Économie
La Banque centrale européenne prévoit une hausse de 25 points de base des taux d'intérêt face aux pressions inflationnistes liées à la guerre en Iran et à la hausse des prix de l'énergie.

La Banque centrale européenne (BCE) tiendra cette semaine une réunion très attendue, au cours de laquelle une augmentation de 25 points de base des taux d'intérêt est largement anticipée. Cette décision reflète les inquiétudes croissantes concernant les pressions inflationnistes provoquées par les répercussions du conflit en Iran et la flambée des prix mondiaux de l'énergie.
Selon les données de la plateforme "Gen 10", les marchés s'attendent à ce que la BCE procède à au moins une nouvelle hausse des taux avant la fin de l'année. Cette évolution pourrait faire de la BCE la première institution monétaire majeure du groupe des Sept à resserrer sa politique monétaire lors de ce cycle.
Par ailleurs, la communauté financière mondiale observe avec prudence l'approche de la réunion des 16 et 17 juin 2026 de la Federal Open Market Committee (FOMC), dirigée par le nouveau président de la Réserve fédérale, Kevin Warsh.

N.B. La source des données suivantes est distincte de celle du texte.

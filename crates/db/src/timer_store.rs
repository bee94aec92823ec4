//! Whole-file timer store.
//!
//! Every read loads the complete map and every write rewrites it. Writes land
//! in a sibling `.tmp` file that is renamed over the target, so a crash never
//! leaves a truncated store. Writers within one process are serialized; two
//! processes sharing a file can still overwrite each other's changes.

use std::io::ErrorKind;
use std::path::{Path, PathBuf};

use respawn_core::catalog::BossCatalog;
use respawn_core::timer::{TimerMap, TimerRecord};
use respawn_core::types::Timestamp;
use tokio::sync::Mutex;

use crate::error::StoreError;
use crate::models::{to_timer_map, StoredEntry, StoredMap};

pub struct TimerStore {
    path: PathBuf,
    write_lock: Mutex<()>,
}

impl TimerStore {
    pub fn new(path: impl Into<PathBuf>) -> Self {
        Self {
            path: path.into(),
            write_lock: Mutex::new(()),
        }
    }

    pub fn path(&self) -> &Path {
        &self.path
    }

    // -----------------------------------------------------------------------
    // Public operations
    // -----------------------------------------------------------------------

    /// Load every stored timer.
    ///
    /// On first use (no file yet) every catalog boss is written as `null`
    /// before the map is returned.
    pub async fn load_all(&self, catalog: &BossCatalog) -> Result<TimerMap, StoreError> {
        if let Some(stored) = self.read_stored().await? {
            return to_timer_map(&stored, catalog);
        }

        let _guard = self.write_lock.lock().await;

        // Another request may have initialized the file while we waited.
        let stored = match self.read_stored().await? {
            Some(stored) => stored,
            None => {
                let initial = initial_map(catalog);
                self.write_stored(&initial).await?;
                tracing::info!(
                    path = %self.path.display(),
                    bosses = catalog.len(),
                    "Initialized empty timer store"
                );
                initial
            }
        };

        to_timer_map(&stored, catalog)
    }

    /// Record a kill, replacing any previous record for the boss.
    pub async fn record_kill(
        &self,
        catalog: &BossCatalog,
        boss_name: &str,
        kill_time: Timestamp,
        recorded_by: &str,
    ) -> Result<TimerRecord, StoreError> {
        if catalog.find(boss_name).is_none() {
            return Err(StoreError::UnknownBoss(boss_name.to_string()));
        }

        let _guard = self.write_lock.lock().await;

        let mut stored = match self.read_stored().await? {
            Some(stored) => stored,
            None => initial_map(catalog),
        };

        let record = TimerRecord {
            kill_time,
            recorded_by: recorded_by.to_string(),
        };
        stored.insert(boss_name.to_string(), Some(StoredEntry::from_record(&record)));

        self.write_stored(&stored).await?;

        tracing::info!(
            boss = boss_name,
            recorded_by,
            kill_time = %kill_time,
            "Recorded boss kill"
        );

        Ok(record)
    }

    /// Reachability check used by `/health`.
    pub(crate) async fn probe(&self) -> Result<(), StoreError> {
        match tokio::fs::metadata(&self.path).await {
            Ok(_) => Ok(()),
            Err(e) if e.kind() == ErrorKind::NotFound => {
                let dir = self.parent_dir().unwrap_or_else(|| Path::new("."));
                tokio::fs::metadata(dir)
                    .await
                    .map(|_| ())
                    .map_err(|e| StoreError::io(dir, e))
            }
            Err(e) => Err(StoreError::io(&self.path, e)),
        }
    }

    // -----------------------------------------------------------------------
    // File access
    // -----------------------------------------------------------------------

    async fn read_stored(&self) -> Result<Option<StoredMap>, StoreError> {
        match tokio::fs::read(&self.path).await {
            Ok(bytes) => serde_json::from_slice(&bytes)
                .map(Some)
                .map_err(|source| StoreError::Corrupt {
                    path: self.path.clone(),
                    source,
                }),
            Err(e) if e.kind() == ErrorKind::NotFound => Ok(None),
            Err(e) => Err(StoreError::io(&self.path, e)),
        }
    }

    async fn write_stored(&self, stored: &StoredMap) -> Result<(), StoreError> {
        let json = serde_json::to_vec_pretty(stored).map_err(|source| StoreError::Corrupt {
            path: self.path.clone(),
            source,
        })?;

        if let Some(dir) = self.parent_dir() {
            tokio::fs::create_dir_all(dir)
                .await
                .map_err(|e| StoreError::io(dir, e))?;
        }

        let tmp = self.temp_path();
        tokio::fs::write(&tmp, &json)
            .await
            .map_err(|e| StoreError::io(&tmp, e))?;

        if let Err(e) = tokio::fs::rename(&tmp, &self.path).await {
            let _ = tokio::fs::remove_file(&tmp).await;
            return Err(StoreError::io(&self.path, e));
        }

        Ok(())
    }

    fn parent_dir(&self) -> Option<&Path> {
        self.path.parent().filter(|p| !p.as_os_str().is_empty())
    }

    fn temp_path(&self) -> PathBuf {
        let mut name = self.path.file_name().unwrap_or_default().to_os_string();
        name.push(".tmp");
        self.path.with_file_name(name)
    }
}

/// Every catalog boss mapped to "never reset".
fn initial_map(catalog: &BossCatalog) -> StoredMap {
    catalog.names().map(|name| (name.to_string(), None)).collect()
}

#[cfg(test)]
mod tests {
    use assert_matches::assert_matches;
    use chrono::{TimeZone, Utc};
    use tempfile::TempDir;

    use super::*;

    fn store_in(dir: &TempDir) -> TimerStore {
        TimerStore::new(dir.path().join("bosses.json"))
    }

    fn kill_time() -> Timestamp {
        Utc.with_ymd_and_hms(2024, 1, 1, 0, 0, 0).unwrap()
    }

    fn read_json(path: &Path) -> serde_json::Value {
        serde_json::from_str(&std::fs::read_to_string(path).unwrap()).unwrap()
    }

    #[tokio::test]
    async fn first_load_initializes_all_bosses_as_null() {
        let dir = TempDir::new().unwrap();
        let store = store_in(&dir);
        let catalog = BossCatalog::default();

        let map = store.load_all(&catalog).await.unwrap();

        assert_eq!(map.len(), 4);
        assert!(map.values().all(Option::is_none));
        assert_eq!(
            read_json(store.path()),
            serde_json::json!({"170": null, "180": null, "210": null, "215": null})
        );
    }

    #[tokio::test]
    async fn recorded_kill_round_trips() {
        let dir = TempDir::new().unwrap();
        let store = store_in(&dir);
        let catalog = BossCatalog::default();

        store
            .record_kill(&catalog, "170", kill_time(), "neveon")
            .await
            .unwrap();
        let map = store.load_all(&catalog).await.unwrap();

        let record = map["170"].as_ref().unwrap();
        assert_eq!(record.kill_time, kill_time());
        assert_eq!(record.recorded_by, "neveon");
        assert!(map["180"].is_none());
    }

    #[tokio::test]
    async fn last_write_wins() {
        let dir = TempDir::new().unwrap();
        let store = store_in(&dir);
        let catalog = BossCatalog::default();
        let later = kill_time() + chrono::Duration::minutes(30);

        store.record_kill(&catalog, "180", kill_time(), "neveon").await.unwrap();
        store.record_kill(&catalog, "180", later, "azazelbreath").await.unwrap();

        let map = store.load_all(&catalog).await.unwrap();
        let record = map["180"].as_ref().unwrap();
        assert_eq!(record.kill_time, later);
        assert_eq!(record.recorded_by, "azazelbreath");
    }

    #[tokio::test]
    async fn unknown_boss_is_rejected_without_writing() {
        let dir = TempDir::new().unwrap();
        let store = store_in(&dir);
        let catalog = BossCatalog::default();

        let result = store.record_kill(&catalog, "999", kill_time(), "neveon").await;

        assert_matches!(result, Err(StoreError::UnknownBoss(name)) if name == "999");
        assert!(!store.path().exists());
    }

    #[tokio::test]
    async fn reads_legacy_file_and_upgrades_on_write() {
        let dir = TempDir::new().unwrap();
        let store = store_in(&dir);
        let catalog = BossCatalog::default();
        std::fs::write(
            store.path(),
            r#"{"170": "2024-01-01T00:00:00", "180": null, "210": null, "215": null}"#,
        )
        .unwrap();

        let map = store.load_all(&catalog).await.unwrap();
        assert_eq!(map["170"].as_ref().unwrap().recorded_by, "unknown");

        store.record_kill(&catalog, "180", kill_time(), "neveon").await.unwrap();
        let json = read_json(store.path());
        // The untouched legacy entry is kept as-is; the new one is structured.
        assert_eq!(json["170"], "2024-01-01T00:00:00");
        assert_eq!(json["180"]["user"], "neveon");
        assert_eq!(json["180"]["killTime"], "2024-01-01T00:00:00");
    }

    #[tokio::test]
    async fn entries_outside_catalog_are_preserved() {
        let dir = TempDir::new().unwrap();
        let store = store_in(&dir);
        let catalog = BossCatalog::default();
        std::fs::write(store.path(), r#"{"retired": "2023-05-05T05:05:05"}"#).unwrap();

        store.record_kill(&catalog, "215", kill_time(), "neveon").await.unwrap();

        let json = read_json(store.path());
        assert_eq!(json["retired"], "2023-05-05T05:05:05");
        assert_eq!(json["215"]["user"], "neveon");
    }

    #[tokio::test]
    async fn malformed_entry_outside_catalog_does_not_break_reads() {
        let dir = TempDir::new().unwrap();
        let store = store_in(&dir);
        let catalog = BossCatalog::default();
        std::fs::write(
            store.path(),
            r#"{"170": null, "180": null, "210": null, "215": null, "retired": "garbage"}"#,
        )
        .unwrap();

        let map = store.load_all(&catalog).await.unwrap();
        assert_eq!(map.len(), 4);
        assert!(!map.contains_key("retired"));

        store.record_kill(&catalog, "170", kill_time(), "neveon").await.unwrap();
        assert_eq!(read_json(store.path())["retired"], "garbage");
    }

    #[tokio::test]
    async fn corrupt_file_is_reported_and_not_overwritten() {
        let dir = TempDir::new().unwrap();
        let store = store_in(&dir);
        let catalog = BossCatalog::default();
        std::fs::write(store.path(), "{ truncated").unwrap();

        assert_matches!(store.load_all(&catalog).await, Err(StoreError::Corrupt { .. }));
        assert_matches!(
            store.record_kill(&catalog, "170", kill_time(), "neveon").await,
            Err(StoreError::Corrupt { .. })
        );
        assert_eq!(std::fs::read_to_string(store.path()).unwrap(), "{ truncated");
    }

    #[tokio::test]
    async fn unwritable_location_is_an_io_error() {
        let dir = TempDir::new().unwrap();
        let blocker = dir.path().join("not-a-dir");
        std::fs::write(&blocker, "file").unwrap();
        let store = TimerStore::new(blocker.join("bosses.json"));

        let result = store
            .record_kill(&BossCatalog::default(), "170", kill_time(), "neveon")
            .await;

        assert_matches!(result, Err(StoreError::Io { .. }));
    }

    #[tokio::test]
    async fn creates_missing_parent_directories() {
        let dir = TempDir::new().unwrap();
        let store = TimerStore::new(dir.path().join("data/nested/bosses.json"));

        store.load_all(&BossCatalog::default()).await.unwrap();

        assert!(store.path().exists());
    }

    #[tokio::test]
    async fn no_temp_file_left_behind() {
        let dir = TempDir::new().unwrap();
        let store = store_in(&dir);

        store
            .record_kill(&BossCatalog::default(), "210", kill_time(), "neveon")
            .await
            .unwrap();

        let names: Vec<_> = std::fs::read_dir(dir.path())
            .unwrap()
            .map(|e| e.unwrap().file_name().to_string_lossy().into_owned())
            .collect();
        assert_eq!(names, ["bosses.json"]);
    }

    #[tokio::test]
    async fn concurrent_writes_to_different_bosses_both_survive() {
        let dir = TempDir::new().unwrap();
        let store = store_in(&dir);
        let catalog = BossCatalog::default();

        let (a, b) = tokio::join!(
            store.record_kill(&catalog, "170", kill_time(), "neveon"),
            store.record_kill(&catalog, "215", kill_time(), "dontcallmeblack"),
        );
        a.unwrap();
        b.unwrap();

        let map = store.load_all(&catalog).await.unwrap();
        assert_eq!(map["170"].as_ref().unwrap().recorded_by, "neveon");
        assert_eq!(map["215"].as_ref().unwrap().recorded_by, "dontcallmeblack");
    }

    #[tokio::test]
    async fn probe_succeeds_before_first_write() {
        let dir = TempDir::new().unwrap();
        let store = store_in(&dir);
        assert!(store.probe().await.is_ok());

        let missing = TimerStore::new(dir.path().join("missing/bosses.json"));
        assert_matches!(missing.probe().await, Err(StoreError::Io { .. }));
    }
}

En parallèle, les prévisions indiquent que la Banque du Canada maintiendra ses taux d'intérêt inchangés. De même, la Banque d'Angleterre et la Réserve fédérale américaine devraient conserver leurs niveaux actuels ce mois-ci, en attendant d'évaluer les conséquences économiques du conflit iranien sur l'économie mondiale.
Les décideurs monétaires de la zone euro sont confrontés à un dilemme : contenir l'inflation sans la laisser s'ancrer dans l'économie européenne, alors même que la croissance économique ralentit. Cette situation accroît le coût d'un durcissement de la politique monétaire sur l'activité économique et l'investissement.
La présidente de la BCE, Christine Lagarde, devrait fournir des indications plus précises sur la trajectoire future de la politique monétaire lors de la conférence de presse qui suivra l'annonce de la décision.
Le conseil de la BCE dévoilera également ses nouvelles prévisions économiques trimestrielles. Celles-ci incluront plusieurs scénarios destinés à mesurer l'impact du choc des prix de l'énergie sur les économies de la zone euro, ainsi qu'une évaluation des conséquences de la hausse des coûts énergétiques sur l'inflation et la croissance économique à venir.